His “laid back” strategy is definitely not what NASCAR wants to see take place on its restrictor plate tracks, but at least for now the COT, much like what we have seen in recent races at either Daytona or Talladega, allows for such strategy. There was hope going into the weekend that Sunday’s race would produce the same kind of racing that the trucks have been putting on for years at the track, but that never did happen.
NASCAR can’t be happy about the show that took place on Sunday, and sadly there is not a clear-cut answer about what needs to be done to improve the racing. The talent level in the garage that works on these race cars is so high that no matter what rules and restrictions NASCAR places on restrictor plate racing, when it comes time to roll out the cars on the starting grid every car is all but equal.
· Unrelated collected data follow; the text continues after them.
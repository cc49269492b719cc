//! Gatekeeper - a terminal front-end for signing in to a backend.
//!
//! Without arguments this runs the TUI. `--status`, `--login` and `--logout`
//! operate on the stored session from the command line.

use std::io::{self, Write};
use std::path::Path;
use std::sync::Arc;
use std::time::Duration;

use anyhow::{Context, Result};
use crossterm::{
    event::{self, Event, KeyCode, KeyEventKind, KeyModifiers},
    execute,
    terminal::{disable_raw_mode, enable_raw_mode, EnterAlternateScreen, LeaveAlternateScreen},
};
use ratatui::{backend::CrosstermBackend, Terminal};
use tracing::{info, warn};
use tracing_appender::non_blocking::WorkerGuard;
use tracing_appender::rolling::{RollingFileAppender, Rotation};
use tracing_subscriber::{fmt, prelude::*, EnvFilter};

use gatekeeper::api::ApiClient;
use gatekeeper::app::{App, AppState, LoginForm};
use gatekeeper::auth::{AuthClient, FileSessionStore, MemorySessionStore, SessionStore};
use gatekeeper::config::Config;
use gatekeeper::ui::input::handle_input;
use gatekeeper::ui::render::render;
use gatekeeper::utils::format_age;

// ============================================================================
// Constants
// ============================================================================

/// Timeout for polling terminal events (in milliseconds)
const EVENT_POLL_TIMEOUT_MS: u64 = 100;

/// Log file name prefix inside the cache directory
const LOG_FILE_PREFIX: &str = "gatekeeper.log";

const USAGE: &str = "\
Usage: gatekeeper [OPTION]

  (none)        run the terminal UI
  --ephemeral   run the terminal UI with a session kept only in memory
  --status      show the stored session
  --login       sign in from the command line
  --logout      drop the stored session
  --help        show this message

The backend base URI comes from the config file or GATEKEEPER_BACKEND_URI.";

enum Command {
    Tui { ephemeral: bool },
    Status,
    Login,
    Logout,
    Help,
}

impl Command {
    fn parse(args: &[String]) -> Result<Self> {
        match args.get(1).map(String::as_str) {
            None => Ok(Command::Tui { ephemeral: false }),
            Some("--ephemeral") => Ok(Command::Tui { ephemeral: true }),
            Some("--status") => Ok(Command::Status),
            Some("--login") => Ok(Command::Login),
            Some("--logout") => Ok(Command::Logout),
            Some("--help") | Some("-h") => Ok(Command::Help),
            Some(other) => Err(anyhow::anyhow!("Unknown option: {}\n\n{}", other, USAGE)),
        }
    }
}

/// Initialize the tracing subscriber for logging.
///
/// The terminal belongs to the UI, so log lines go to a daily file in
/// `log_dir`. Use RUST_LOG to control the level (e.g., RUST_LOG=debug).
fn init_tracing(log_dir: &Path) -> Result<WorkerGuard> {
    std::fs::create_dir_all(log_dir)
        .with_context(|| format!("Failed to create log directory {}", log_dir.display()))?;

    let appender = RollingFileAppender::builder()
        .rotation(Rotation::DAILY)
        .filename_prefix(LOG_FILE_PREFIX)
        .build(log_dir)
        .context("Failed to create log file")?;
    let (writer, guard) = tracing_appender::non_blocking(appender);

    let filter = EnvFilter::try_from_default_env()
        .unwrap_or_else(|_| EnvFilter::new("warn"));

    tracing_subscriber::registry()
        .with(fmt::layer().with_writer(writer).with_ansi(false))
        .with(filter)
        .init();

    Ok(guard)
}

fn open_store(config: &Config, ephemeral: bool) -> Result<Arc<dyn SessionStore>> {
    if ephemeral {
        return Ok(Arc::new(MemorySessionStore::new()));
    }
    let store = FileSessionStore::open(config.session_dir()?)
        .context("Failed to open session store")?;
    Ok(Arc::new(store))
}

#[tokio::main]
async fn main() -> Result<()> {
    // Load .env file if present (silently ignore if not found)
    let _ = dotenvy::dotenv();

    let args: Vec<String> = std::env::args().collect();
    let command = Command::parse(&args)?;
    if matches!(command, Command::Help) {
        println!("{}", USAGE);
        return Ok(());
    }

    let _log_guard = init_tracing(&Config::cache_dir()?)?;
    info!("Gatekeeper starting");

    let config = Config::load()?;

    match command {
        Command::Status => print_status(&config),
        Command::Logout => logout(&config),
        Command::Login => login_from_prompt(config).await,
        Command::Tui { ephemeral } => run_tui(config, ephemeral).await,
        Command::Help => Ok(()),
    }
}

// ============================================================================
// Command line
// ============================================================================

fn print_status(config: &Config) -> Result<()> {
    let store = open_store(config, false)?;
    println!("Backend: {}", config.backend_uri);
    match store.session() {
        Some(session) => println!(
            "Signed in as {} ({})",
            session.user_identifier,
            format_age(session.created_at, chrono::Utc::now())
        ),
        None => println!("Not signed in"),
    }
    Ok(())
}

fn logout(config: &Config) -> Result<()> {
    let store = open_store(config, false)?;
    let api = ApiClient::new(&config.backend_uri, config.request_timeout())?;
    AuthClient::new(api, store).logout()?;
    println!("Signed out");
    Ok(())
}

async fn login_from_prompt(mut config: Config) -> Result<()> {
    let store = open_store(&config, false)?;
    let api = ApiClient::new(&config.backend_uri, config.request_timeout())?;
    let auth = AuthClient::new(api, store);

    let mut form = LoginForm::new(config.last_identifier.clone().unwrap_or_default());
    form.identifier = prompt_identifier(&form.identifier)?;
    form.secret = rpassword::prompt_password("Password: ")?;

    let credentials = match form.validate() {
        Ok(credentials) => credentials,
        Err(errors) => {
            for error in &errors {
                eprintln!("{}", error);
            }
            anyhow::bail!("Login form is invalid");
        }
    };

    println!("Authenticating...");
    match auth.login(credentials).await {
        Ok(session) => {
            config.last_identifier = Some(session.user_identifier.clone());
            if let Err(e) = config.save() {
                warn!(error = %e, "Failed to save config");
            }
            println!("Signed in as {}", session.user_identifier);
            Ok(())
        }
        Err(e) => anyhow::bail!("Login failed: {}", e.user_message()),
    }
}

fn prompt_identifier(default: &str) -> Result<String> {
    if default.is_empty() {
        print!("Email: ");
    } else {
        print!("Email [{}]: ", default);
    }
    io::stdout().flush()?;

    let mut input = String::new();
    io::stdin().read_line(&mut input)?;
    let input = input.trim();

    Ok(if input.is_empty() {
        default.to_string()
    } else {
        input.to_string()
    })
}

// ============================================================================
// Terminal UI
// ============================================================================

async fn run_tui(config: Config, ephemeral: bool) -> Result<()> {
    let store = open_store(&config, ephemeral)?;
    let mut app = App::new(config, store)?;
    if ephemeral {
        app = app.without_config_persistence();
    }

    // Setup terminal
    enable_raw_mode()?;
    let mut stdout = io::stdout();
    execute!(stdout, EnterAlternateScreen)?;
    let backend = CrosstermBackend::new(stdout);
    let mut terminal = Terminal::new(backend)?;

    // Main loop
    let result = run_app(&mut terminal, &mut app).await;

    // Restore terminal
    disable_raw_mode()?;
    execute!(terminal.backend_mut(), LeaveAlternateScreen)?;
    terminal.show_cursor()?;

    if let Err(e) = result {
        eprintln!("Error: {}", e);
    }

    info!("Gatekeeper shutting down");
    Ok(())
}

async fn run_app(
    terminal: &mut Terminal<CrosstermBackend<io::Stdout>>,
    app: &mut App,
) -> Result<()> {
    loop {
        // Draw UI
        terminal.draw(|f| render(f, app))?;

        // Poll for events with timeout so the login result is picked up
        if event::poll(Duration::from_millis(EVENT_POLL_TIMEOUT_MS))? {
            if let Event::Key(key) = event::read()? {
                if key.kind != KeyEventKind::Press {
                    continue;
                }

                // Ctrl+C to quit
                if key.code == KeyCode::Char('c') && key.modifiers.contains(KeyModifiers::CONTROL) {
                    return Ok(());
                }

                if handle_input(app, key) {
                    return Ok(());
                }
            }
        }

        // Check for completed background tasks
        app.check_background_tasks();

        // Check if we should quit
        if matches!(app.state, AppState::Quitting) {
            return Ok(());
        }

        // Yield so the login task can make progress between frames
        tokio::task::yield_now().await;
    }
}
The only area NASCAR has not looked at in recent years as a way to improve the racing is to allow more speed back into the race car. Many in the garage area would say that would separate the field and in the process improve the racing, but anytime you increase speed you put the driver’s safety at risk.
Driver safety was a big factor in the design of the Car of Tomorrow and it is highly unlikely NASCAR would be willing to let the speeds creep back up just to put on a better show. Fans should just learn to love the sight of those high-speed freight trains going around the track and realize that 90 percent of the racing is going to take place during the final 10 laps. You have to agree that Jeff Gordon’s move to the front during the white flag lap on Sunday was good enough to make you forget what took place up to that point.
There is no clear-cut answer on improving restrictor plate racing, but let’s face it, there are only four stops on the entire schedule that use the horsepower-robbing devices. The Daytona 500 is one of them and after a long couple of months without any racing, Daytona could use a wound-up rubberband as its motor and we would be happy to see the cars just go round and round. That leaves us with three and when compared to the number of mileand a-half racetracks that make up the schedule, that really isn’t that many. Give me 10 good laps and I can make it to the next stop on the schedule.
Chase notes: Jeff Gordon and Jimmie Johnson’s head-to-tail run to the front on Sunday may be a sign of what we will see this weekend. Gordon’s win enabled him to change places with Johnson at the head of the Chase leaderboard by a scant nine points, but this weekend at Lowe’s Motor Speedway, we may see the two once again exchange spots. Lowe’s is definitely Johnson’s home track as he leads all active drivers with five wins followed by Gordon’s four. In last year’s race, Johnson’s second place finish started the driver’s march to the title as he left Lowe’s 146 points out of the top spot.
Race Preview – Event: Bank Of America 500. Track: Lowe’s Motor Speedway (1.5- mile oval, 24 degrees of banking in the turns). Date: Oct. 13, 7:40 p.m. TV: ABC. Radio: PRN. Defending champion: Kasey Kahne.